A Love Song for Bobby Long is a 2004 American psychological drama film directed and written by Shainee Gabel, based on the novel Off Magazine Street by Ronald Everett Capps. It stars  John Travolta as the title character, an aging alcoholic, and Scarlett Johansson as a headstrong young woman who returns to New Orleans, Louisiana after her estranged mother's death.

The film had its world premiere at the 61st Venice International Film Festival on September 2, 2004. It began a limited release in the United States on December 29, 2004, followed by a wide release on January 21, 2005, by Lions Gate Films. Johansson received her third Golden Globe Award nomination for her performance.

Plot
After her mother Lorraine, a jazz singer whom she felt neglected her for her career, dies from a drug overdose, 18-year-old Purslane “Pursy” Hominy Will leaves a Florida trailer park, where she lives with an abusive boyfriend, to return to her hometown of New Orleans, after having dropped out of high school and left the city.

She is surprised to find strangers living in her mother's dilapidated home: Bobby Long, a former professor of literature at Auburn University, and his protégé and former teaching assistant, Lawson Pines, a struggling writer. Both heavy drinkers and smokers, they pass time quoting poets, playing chess, and spending time with the neighbors; Long also sings country-folk songs. The two convince Pursy that her mother left the house to all three of them. More exactly, the truth is that Pursy is the sole heir, and her mother's will limits how long the other two can stay in the house.

Pursy moves in, acting as the most responsible member of the evolving dysfunctional family. The men's efforts to drive her away decline as they grow more fond of her. Bobby - slovenly and suffering from ailments he prefers to ignore - tries to improve Pursy by introducing her to the novel The Heart Is a Lonely Hunter; he also encourages her to return to high school and get her degree. Lawson is attracted to her but hesitates to become involved. The three have memories of Lorraine, especially Pursy, who feels that her mother ignored her to pursue her jazz career.
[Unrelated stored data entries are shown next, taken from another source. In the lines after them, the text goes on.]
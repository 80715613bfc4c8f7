//! Enrollment seeding.
//!
//! Enrollment IDs come from the same per-year counter the API uses: the
//! whole batch reserves a block of sequence numbers in one statement.

use chrono::{Datelike, Utc};
use rand::Rng;
use rand::seq::SliceRandom;
use rayon::prelude::*;
use registrar_models::identifiers::{enrollment_id_pattern, format_enrollment_id};
use registrar_models::ids::{EnrollmentId, ProgramId, SchoolYearId, StudentId};
use registrar_models::{EnrollmentStatus, UserId};
use sqlx::{PgPool, Postgres, QueryBuilder};
use std::time::Instant;

use super::models::{EnrollmentMix, EnrollmentSeed};
use super::{SEED_USERNAME_PREFIX, SeedResult};

const RESERVE_SEQUENCE: &str = r#"
    INSERT INTO enrollment_sequences (year, last_value)
    SELECT $1, COALESCE(MAX(CAST(SUBSTRING(enrollment_id FROM 10) AS INTEGER)), 0) + $3
    FROM enrollments
    WHERE enrollment_id LIKE $2
    ON CONFLICT (year) DO UPDATE SET last_value = enrollment_sequences.last_value + $3
    RETURNING last_value
"#;

/// Up to `mix.enrollments_per_student` distinct (program, school year)
/// pairs per student.
pub fn generate_enrollments(
    student_ids: &[StudentId],
    programs: &[(ProgramId, i64)],
    school_year_ids: &[SchoolYearId],
    mix: EnrollmentMix,
) -> Vec<EnrollmentSeed> {
    let pairs: Vec<(ProgramId, i64, SchoolYearId)> = programs
        .iter()
        .flat_map(|&(program_id, fee)| {
            school_year_ids
                .iter()
                .map(move |&school_year_id| (program_id, fee, school_year_id))
        })
        .collect();

    student_ids
        .par_iter()
        .flat_map_iter(|&student_id| {
            let mut rng = rand::thread_rng();
            let chosen: Vec<_> = pairs
                .choose_multiple(&mut rng, mix.enrollments_per_student)
                .copied()
                .collect();
            chosen
                .into_iter()
                .map(|(program_id, total_fee_cents, school_year_id)| EnrollmentSeed {
                    student_id,
                    program_id,
                    school_year_id,
                    year_level: rng.gen_range(1..=4),
                    status: mix.status_for(rng.gen_range(0..100)),
                    total_fee_cents,
                })
                .collect::<Vec<_>>()
        })
        .collect()
}

/// Seeds enrollments and returns how many were created. Reviewed ones are
/// attributed to any staff account, or left without a reviewer if there is
/// none.
pub async fn seed_enrollments(
    db: &PgPool,
    student_ids: &[StudentId],
    program_ids: &[ProgramId],
    school_year_ids: &[SchoolYearId],
    mix: EnrollmentMix,
) -> SeedResult<usize> {
    let start_time = Instant::now();

    let programs: Vec<(ProgramId, i64)> =
        sqlx::query_as("SELECT id, tuition_fee_cents FROM programs WHERE id = ANY($1)")
            .bind(
                program_ids
                    .iter()
                    .map(|id| id.into_inner())
                    .collect::<Vec<_>>(),
            )
            .fetch_all(db)
            .await?;

    let enrollments = generate_enrollments(student_ids, &programs, school_year_ids, mix);
    println!("📝 Seeding {} enrollments...", enrollments.len());
    if enrollments.is_empty() {
        return Ok(0);
    }

    let reviewer: Option<UserId> =
        sqlx::query_scalar("SELECT id FROM users WHERE role = 'staff' ORDER BY created_at LIMIT 1")
            .fetch_optional(db)
            .await?;

    let year = Utc::now().year();
    let mut tx = db.begin().await?;

    let last: i32 = sqlx::query_scalar(RESERVE_SEQUENCE)
        .bind(year)
        .bind(enrollment_id_pattern(year))
        .bind(enrollments.len() as i32)
        .fetch_one(&mut *tx)
        .await?;
    let first = last - enrollments.len() as i32 + 1;

    let mut rows = Vec::with_capacity(enrollments.len());
    for (offset, enrollment) in enrollments.iter().enumerate() {
        let enrollment_id = format_enrollment_id(year, first + offset as i32)?;
        rows.push((EnrollmentId::new(), enrollment_id, enrollment));
    }

    // 10 params per enrollment
    const BATCH_SIZE: usize = 2000;
    for chunk in rows.chunks(BATCH_SIZE) {
        let mut query: QueryBuilder<Postgres> = QueryBuilder::new(
            "INSERT INTO enrollments (id, enrollment_id, student_id, program_id, school_year_id, \
             year_level, status, total_fee_cents, reviewed_by, reviewed_at) ",
        );
        query.push_values(chunk, |mut row, (id, enrollment_id, enrollment)| {
            let reviewed = enrollment.status != EnrollmentStatus::Pending;
            row.push_bind(*id)
                .push_bind(enrollment_id)
                .push_bind(enrollment.student_id)
                .push_bind(enrollment.program_id)
                .push_bind(enrollment.school_year_id)
                .push_bind(enrollment.year_level)
                .push_bind(enrollment.status)
                .push_bind(enrollment.total_fee_cents)
                .push_bind(reviewer.filter(|_| reviewed))
                .push_bind(reviewed.then(Utc::now));
        });
        query.build().execute(&mut *tx).await?;
    }

    tx.commit().await?;

    println!(
        "   ✓ Inserted {} enrollments in {:?}",
        rows.len(),
        start_time.elapsed()
    );

    Ok(rows.len())
}

/// Deletes enrollments that belong to seeded students.
pub async fn clear_enrollments(db: &PgPool) -> SeedResult<u64> {
    let start_time = Instant::now();
    println!("🗑️  Clearing seeded enrollments...");

    let result = sqlx::query(
        r#"
        DELETE FROM enrollments e
        USING students s, users u
        WHERE e.student_id = s.id AND s.user_id = u.id AND u.username LIKE $1
        "#,
    )
    .bind(format!("{}%", SEED_USERNAME_PREFIX))
    .execute(db)
    .await?
    .rows_affected();

    println!(
        "   ✓ Deleted {} enrollments in {:?}",
        result,
        start_time.elapsed()
    );

    Ok(result)
}

#[cfg(test)]
mod tests {
    use super::*;
    use std::collections::HashSet;

    #[test]
    fn test_pairs_are_distinct_per_student() {
        let students: Vec<StudentId> = (0..50).map(|_| StudentId::new()).collect();
        let programs = vec![(ProgramId::new(), 100), (ProgramId::new(), 200)];
        let years = vec![SchoolYearId::new(), SchoolYearId::new()];
        let mix = EnrollmentMix {
            enrollments_per_student: 3,
            ..Default::default()
        };

        let enrollments = generate_enrollments(&students, &programs, &years, mix);
        assert_eq!(enrollments.len(), 150);

        let keys: HashSet<_> = enrollments
            .iter()
            .map(|e| (e.student_id, e.program_id, e.school_year_id))
            .collect();
        assert_eq!(keys.len(), enrollments.len());
        assert!(enrollments.iter().all(|e| (1..=5).contains(&e.year_level)));
    }

    #[test]
    fn test_fewer_pairs_than_requested() {
        let students = vec![StudentId::new()];
        let programs = vec![(ProgramId::new(), 100)];
        let years = vec![SchoolYearId::new()];
        let mix = EnrollmentMix {
            enrollments_per_student: 5,
            ..Default::default()
        };
        assert_eq!(generate_enrollments(&students, &programs, &years, mix).len(), 1);
    }
}
//! School years and semesters.
//!
//! A school year is unique per `(year_start, year_end, semester)` and sorts
//! newest first. The enrollment window dates are informational; enrollment
//! creation only checks `is_active`.

use crate::ids::SchoolYearId;
use chrono::{DateTime, NaiveDate, Utc};
use registrar_core::serde::{deserialize_optional_bool, deserialize_optional_enum};
use serde::{Deserialize, Serialize};
use sqlx::FromRow;
use utoipa::{IntoParams, ToSchema};
use validator::{Validate, ValidationError};

#[derive(Debug, Clone, Copy, PartialEq, Eq, Serialize, Deserialize, sqlx::Type, ToSchema)]
#[sqlx(type_name = "semester")]
pub enum Semester {
    #[sqlx(rename = "1st")]
    #[serde(rename = "1st")]
    First,
    #[sqlx(rename = "2nd")]
    #[serde(rename = "2nd")]
    Second,
    #[sqlx(rename = "summer")]
    #[serde(rename = "summer")]
    Summer,
}

impl Semester {
    pub fn label(&self) -> &'static str {
        match self {
            Semester::First => "1st Semester",
            Semester::Second => "2nd Semester",
            Semester::Summer => "Summer",
        }
    }
}

#[derive(Debug, Clone, PartialEq, Eq, Serialize, Deserialize, FromRow, ToSchema)]
pub struct SchoolYear {
    pub id: SchoolYearId,
    pub year_start: i32,
    pub year_end: i32,
    pub semester: Semester,
    pub is_active: bool,
    pub enrollment_start: NaiveDate,
    pub enrollment_end: NaiveDate,
    pub created_at: DateTime<Utc>,
}

impl SchoolYear {
    pub fn label(&self) -> String {
        school_year_label(self.year_start, self.year_end, self.semester)
    }
}

/// `SY 2024-2025 (1st Semester)`
pub fn school_year_label(year_start: i32, year_end: i32, semester: Semester) -> String {
    format!("SY {}-{} ({})", year_start, year_end, semester.label())
}

/// School year as returned by the API, with its display label.
#[derive(Debug, Clone, Serialize, ToSchema)]
pub struct SchoolYearResponse {
    #[serde(flatten)]
    pub school_year: SchoolYear,
    #[schema(example = "SY 2024-2025 (1st Semester)")]
    pub label: String,
}

impl From<SchoolYear> for SchoolYearResponse {
    fn from(school_year: SchoolYear) -> Self {
        let label = school_year.label();
        Self { school_year, label }
    }
}

/// Cross-field rules shared by create and update.
pub fn check_school_year_dates(
    year_start: i32,
    year_end: i32,
    enrollment_start: NaiveDate,
    enrollment_end: NaiveDate,
) -> Result<(), &'static str> {
    if year_end <= year_start {
        return Err("year_end must be greater than year_start");
    }
    if enrollment_start > enrollment_end {
        return Err("enrollment_start must be on or before enrollment_end");
    }
    Ok(())
}

fn validate_create_dates(dto: &CreateSchoolYearDto) -> Result<(), ValidationError> {
    check_school_year_dates(
        dto.year_start,
        dto.year_end,
        dto.enrollment_start,
        dto.enrollment_end,
    )
    .map_err(|msg| ValidationError::new("school_year_dates").with_message(msg.into()))
}

#[derive(Debug, Clone, Deserialize, Validate, ToSchema)]
#[validate(schema(function = "validate_create_dates"))]
pub struct CreateSchoolYearDto {
    #[validate(range(min = 1900, max = 9999))]
    pub year_start: i32,
    #[validate(range(min = 1900, max = 9999))]
    pub year_end: i32,
    pub semester: Semester,
    #[serde(default = "default_true")]
    pub is_active: bool,
    pub enrollment_start: NaiveDate,
    pub enrollment_end: NaiveDate,
}

fn default_true() -> bool {
    true
}

#[derive(Debug, Clone, Default, Deserialize, Validate, ToSchema)]
pub struct UpdateSchoolYearDto {
    #[validate(range(min = 1900, max = 9999))]
    pub year_start: Option<i32>,
    #[validate(range(min = 1900, max = 9999))]
    pub year_end: Option<i32>,
    pub semester: Option<Semester>,
    pub is_active: Option<bool>,
    pub enrollment_start: Option<NaiveDate>,
    pub enrollment_end: Option<NaiveDate>,
}

impl UpdateSchoolYearDto {
    /// Applies the update over `current` and checks the merged result.
    pub fn merged_dates_check(&self, current: &SchoolYear) -> Result<(), &'static str> {
        check_school_year_dates(
            self.year_start.unwrap_or(current.year_start),
            self.year_end.unwrap_or(current.year_end),
            self.enrollment_start.unwrap_or(current.enrollment_start),
            self.enrollment_end.unwrap_or(current.enrollment_end),
        )
    }
}

#[derive(Debug, Clone, Default, Deserialize, IntoParams, ToSchema)]
pub struct SchoolYearFilterParams {
    #[serde(default, deserialize_with = "deserialize_optional_bool")]
    pub is_active: Option<bool>,
    #[serde(default, deserialize_with = "deserialize_optional_enum")]
    pub semester: Option<Semester>,
}

#[cfg(test)]
mod tests {
    use super::*;

    fn date(y: i32, m: u32, d: u32) -> NaiveDate {
        NaiveDate::from_ymd_opt(y, m, d).unwrap()
    }

    fn create_dto() -> CreateSchoolYearDto {
        CreateSchoolYearDto {
            year_start: 2024,
            year_end: 2025,
            semester: Semester::First,
            is_active: true,
            enrollment_start: date(2024, 6, 1),
            enrollment_end: date(2024, 8, 15),
        }
    }

    fn school_year() -> SchoolYear {
        SchoolYear {
            id: SchoolYearId::new(),
            year_start: 2024,
            year_end: 2025,
            semester: Semester::Summer,
            is_active: true,
            enrollment_start: date(2025, 4, 1),
            enrollment_end: date(2025, 4, 30),
            created_at: Utc::now(),
        }
    }

    #[test]
    fn test_labels() {
        assert_eq!(
            school_year_label(2024, 2025, Semester::First),
            "SY 2024-2025 (1st Semester)"
        );
        assert_eq!(
            school_year_label(2024, 2025, Semester::Second),
            "SY 2024-2025 (2nd Semester)"
        );
        assert_eq!(school_year().label(), "SY 2024-2025 (Summer)");
    }

    #[test]
    fn test_semester_wire_format() {
        assert_eq!(serde_json::to_string(&Semester::First).unwrap(), r#""1st""#);
        let s: Semester = serde_json::from_str(r#""summer""#).unwrap();
        assert_eq!(s, Semester::Summer);
    }

    #[test]
    fn test_create_validation() {
        assert!(create_dto().validate().is_ok());

        let mut same_year = create_dto();
        same_year.year_end = 2024;
        assert!(same_year.validate().is_err());

        let mut window = create_dto();
        window.enrollment_end = date(2024, 5, 1);
        assert!(window.validate().is_err());

        let mut one_day = create_dto();
        one_day.enrollment_end = one_day.enrollment_start;
        assert!(one_day.validate().is_ok());
    }

    #[test]
    fn test_update_merges_before_checking() {
        let current = school_year();

        let ok = UpdateSchoolYearDto {
            year_end: Some(2026),
            ..Default::default()
        };
        assert!(ok.merged_dates_check(&current).is_ok());

        let bad = UpdateSchoolYearDto {
            year_start: Some(2025),
            ..Default::default()
        };
        assert!(bad.merged_dates_check(&current).is_err());

        let bad_window = UpdateSchoolYearDto {
            enrollment_start: Some(date(2025, 5, 1)),
            ..Default::default()
        };
        assert!(bad_window.merged_dates_check(&current).is_err());
    }

    #[test]
    fn test_response_includes_label() {
        let json = serde_json::to_value(SchoolYearResponse::from(school_year())).unwrap();
        assert_eq!(json["label"], "SY 2024-2025 (Summer)");
        assert_eq!(json["semester"], "summer");
    }
}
When she finds a cache of letters her mother wrote to her but never mailed, Pursy learns more about how Lorraine felt about her, and the identity of her biological father.

Cast
John Travolta as Bobby Long 
Scarlett Johansson as Purslan "Pursy" Hominy Will
Gabriel Macht as Lawson Pines 
Deborah Kara Unger as Georgianna 
Clayne Crawford as Lee
Sonny Shroyer as Earl
Carol Sutton as Ruthie
Warren Kole as Sean (as Warren Blosjo)
Nick Loren as Merchant

Production 
According to the film credits, it was shot on location in New Orleans and Gretna, Louisiana.

Soundtrack 
The soundtrack includes "Someday" by Los Lobos, "Bone" by Thalia Zedek, "Lonesome Blues" by Lonnie Pitchford, "Different Stars" and "Lie in the Sound" by Trespassers William, "All I Ask is Your Love" by Helen Humes, "Rising Son" by Big Bill Morganfield, "Praying Ground Blues" by Lightnin' Hopkins, and "Blonde on Blonde" by Nada Surf. John Travolta sings two tracks—"Barbara Allen" and “I Really Don’t Want to Know". The title track, "A Love Song For Bobby Long," is by Grayson Capps, the son of Ronald Everett Capps. The senior Capps wrote the novel that was adapted for the film.

Release 
The film premiered at the Venice Film Festival in September 2004. In order to qualify for Academy Awards consideration, it opened on eight screens in New York City and Los Angeles on December 29, 2004, earning $28,243 on its opening weekend. It played in 24 theaters in the US at its widest release. It eventually grossed $164,308 domestically and $1,676,952 in foreign markets for a total worldwide box office of $1,841,260.

Critical reception
Stephen Holden of The New York Times wrote "[I]t dawdles along aimlessly for nearly two hours before coming up with a final revelation that is no surprise." He felt John Travolta was playing "a hammed-up, scenery-chewing variation of the brainy good ol' boy he played in Primary Colors," and thought Gabriel Macht's "understated performance" was "the deepest and subtlest of the three."

Roger Ebert of the Chicago Sun-Times wrote "What can be said is that the three actors inhabit this material with ease and gratitude: It is good to act on a simmer sometimes, instead of at a fast boil. It's unusual to find an American movie that takes its time. It's remarkable to listen to dialogue that assumes the audience is well-read. It is refreshing to hear literate conversation. These are modest pleasures, but real enough."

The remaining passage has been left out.